Image: Two faces with speech balloons. (Artwork by nchlsft/shutterstock.)

Last week I posted an entry that seemed to hit a nerve: Talking About Converts.  I thought it might be good to follow up with a post about ways to deal with nosy questions, etc. What follows is a question or comment (in italics) and some possible responses.

“Are you a convert?”

  • Yes. So were Abraham, Sarah and King David’s great-grandmother.
  • Did you know that halakhah forbids that question?
  • Why do you ask?

“Did you convert to get married?”

  • Did you?
  • Why do you ask?

“So, Plonit* tells me that you are a convert!”

  • Surely you and Plonit* are not gossiping about me!
  • Why is this your concern?

“You do realize that you’ll never really be Jewish, right?”

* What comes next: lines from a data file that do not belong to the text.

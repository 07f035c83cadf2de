//! # Storage Layer
//!
//! The Fixture Store: three flat collections (directories, categories, items)
//! loaded once at start-up and read by the command layer through the
//! [`DataStore`] trait.
//!
//! ## Copy-on-Read
//!
//! Every read hands back owned clones. Callers can never reach into the backing
//! collections through a returned value, so the fixtures stay the ground truth
//! no matter what a caller does with its results.
//!
//! ## Write Modes
//!
//! Whether directory writes land anywhere is an explicit choice, see [`WriteMode`]:
//!
//! - [`WriteMode::Discard`]: the mock boundary. Writes are accepted and dropped,
//!   so later reads are unaffected. This is the default.
//! - [`WriteMode::InMemory`]: writes are applied to a mutable copy of the
//!   fixtures that lives as long as the process.
//!
//! ## Implementations
//!
//! - [`fixture_store::FixtureStore`]: read-only fixtures, discards writes.
//! - [`memory::MemoryStore`]: mutable in-memory copy of the fixtures.
//!
//! Both use `&self` for writes. The core is single-threaded, so
//! [`memory::MemoryStore`] uses `RefCell` rather than a lock.
//!
//! ## Fixture Layout
//!
//! ```text
//! fixtures/
//! ├── directories.json    # [{ "Id", "name", "slug", "status", "createdAt", ... }]
//! ├── categories.json     # [{ "Id", "name", "slug", "directoryId", "order" }]
//! └── items.json          # [{ "Id", "title", "directoryId", "categoryId", ... }]
//! ```

use crate::error::Result;
use crate::model::{Category, Directory, DirectoryId, Item};
use serde::{Deserialize, Serialize};
use std::fmt;
use std::str::FromStr;

pub mod fixture_store;
pub mod fixtures;
pub mod memory;

pub use fixture_store::FixtureStore;
pub use fixtures::Fixtures;
pub use memory::MemoryStore;

/// What happens to directory writes.
#[derive(Debug, Clone, Copy, Default, PartialEq, Eq, Hash, Serialize, Deserialize)]
#[serde(rename_all = "kebab-case")]
pub enum WriteMode {
    /// Accept writes and drop them; reads always see the original fixtures.
    #[default]
    Discard,
    /// Apply writes to an in-memory copy of the fixtures.
    #[serde(alias = "memory")]
    InMemory,
}

impl fmt::Display for WriteMode {
    fn fmt(&self, f: &mut fmt::Formatter<'_>) -> fmt::Result {
        match self {
            WriteMode::Discard => f.write_str("discard"),
            WriteMode::InMemory => f.write_str("in-memory"),
        }
    }
}

impl FromStr for WriteMode {
    type Err = String;

    fn from_str(s: &str) -> std::result::Result<Self, Self::Err> {
        match s.trim() {
            "discard" => Ok(WriteMode::Discard),
            "in-memory" | "memory" => Ok(WriteMode::InMemory),
            other => Err(format!(
                "unknown write mode '{}' (expected discard or in-memory)",
                other
            )),
        }
    }
}

/// Abstract interface over the three fixture collections.
///
/// Reads return owned copies in collection order. Writes only concern
/// directories; categories and items are never written.
pub trait DataStore {
    /// All directories, in collection order.
    fn directories(&self) -> Result<Vec<Directory>>;

    /// All categories, in collection order.
    fn categories(&self) -> Result<Vec<Category>>;

    /// All items, in collection order.
    fn items(&self) -> Result<Vec<Item>>;

    /// Append a new directory.
    fn insert_directory(&self, directory: &Directory) -> Result<()>;

    /// Replace the directory with the same id.
    fn replace_directory(&self, directory: &Directory) -> Result<()>;

    /// Remove the directory with the given id.
    fn remove_directory(&self, id: DirectoryId) -> Result<()>;

    /// How this store treats writes.
    fn write_mode(&self) -> WriteMode;
}

impl<S: DataStore + ?Sized> DataStore for Box<S> {
    fn directories(&self) -> Result<Vec<Directory>> {
        (**self).directories()
    }

    fn categories(&self) -> Result<Vec<Category>> {
        (**self).categories()
    }

    fn items(&self) -> Result<Vec<Item>> {
        (**self).items()
    }

    fn insert_directory(&self, directory: &Directory) -> Result<()> {
        (**self).insert_directory(directory)
    }

    fn replace_directory(&self, directory: &Directory) -> Result<()> {
        (**self).replace_directory(directory)
    }

    fn remove_directory(&self, id: DirectoryId) -> Result<()> {
        (**self).remove_directory(id)
    }

    fn write_mode(&self) -> WriteMode {
        (**self).write_mode()
    }
}

/// Build the store matching `mode` over the given fixtures.
pub fn open_store(fixtures: Fixtures, mode: WriteMode) -> Box<dyn DataStore> {
    match mode {
        WriteMode::Discard => Box::new(FixtureStore::new(fixtures)),
        WriteMode::InMemory => Box::new(MemoryStore::new(fixtures)),
    }
}
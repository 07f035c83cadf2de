use std::process::Command;

fn git(args: &[&str]) -> Option<String> {
    Command::new("git")
        .args(args)
        .output()
        .ok()
        .filter(|o| o.status.success())
        .and_then(|o| String::from_utf8(o.stdout).ok())
        .map(|s| s.trim().to_string())
}

fn main() {
    // Re-run if git HEAD changes
    println!("cargo:rerun-if-changed=../../.git/HEAD");
    println!("cargo:rerun-if-changed=../../.git/index");

    let hash = git(&["rev-parse", "--short", "HEAD"]).unwrap_or_default();
    let commit_date =
        git(&["log", "-1", "--format=%cd", "--date=format:%Y-%m-%d %H:%M"]).unwrap_or_default();

    let is_dirty = git(&["status", "--porcelain"])
        .map(|s| !s.is_empty())
        .unwrap_or(false);

    // A release build is a clean tree whose HEAD carries the version tag
    let version = env!("CARGO_PKG_VERSION");
    let tag_at_head = git(&["tag", "--points-at", "HEAD"])
        .map(|s| {
            s.lines()
                .any(|tag| tag == format!("v{}", version) || tag == version)
        })
        .unwrap_or(false);

    println!("cargo:rustc-env=GIT_HASH={}", hash);
    println!("cargo:rustc-env=GIT_COMMIT_DATE={}", commit_date);
    println!("cargo:rustc-env=IS_RELEASE={}", tag_at_head && !is_dirty);
}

  • Why don’t you ask the rabbi about that?
  • Why would you say such a hurtful thing to me?
  • Well, then I guess Abraham and Sarah weren’t really Jewish, either.
  • Why does my conversion bother you so much? Maybe you should talk to the rabbi.
  • I didn’t realize you are an expert on halakhah.

“I love hearing conversion stories! Tell me yours!”

  • No.
  • That’s private.
  • I’m too busy being Jewish to think about ancient history!

“I think Plony is a convert. What do you think?”

  • I think it isn’t my business.
  • I’d rather talk about something else.
  • Plony is Jewish. That’s good enough for me.
  • Why are you asking me?

When all else fails, sports can come to the rescue. Just change the subject as if the subject had never come up:

  • How about those [insert sports team name here]?

Personally, my favorite replies are “Why do you ask?” or the ever-popular “Oh?” with a puzzled look. Just put the ball in their court.

If you aren’t sure what might be comfortable for you, try different answers out, either with a mirror or better yet with a friend.

I hope that readers will chime in with their own ways of responding to intrusive or hurtful questions and comments. What do you do when someone says something inappropriate?

*Plony and Plonit are the Jewish equivalents of John and Jane Doe.

Updated on 7/23/17 to add a bit more of the benefit of the doubt to questioners.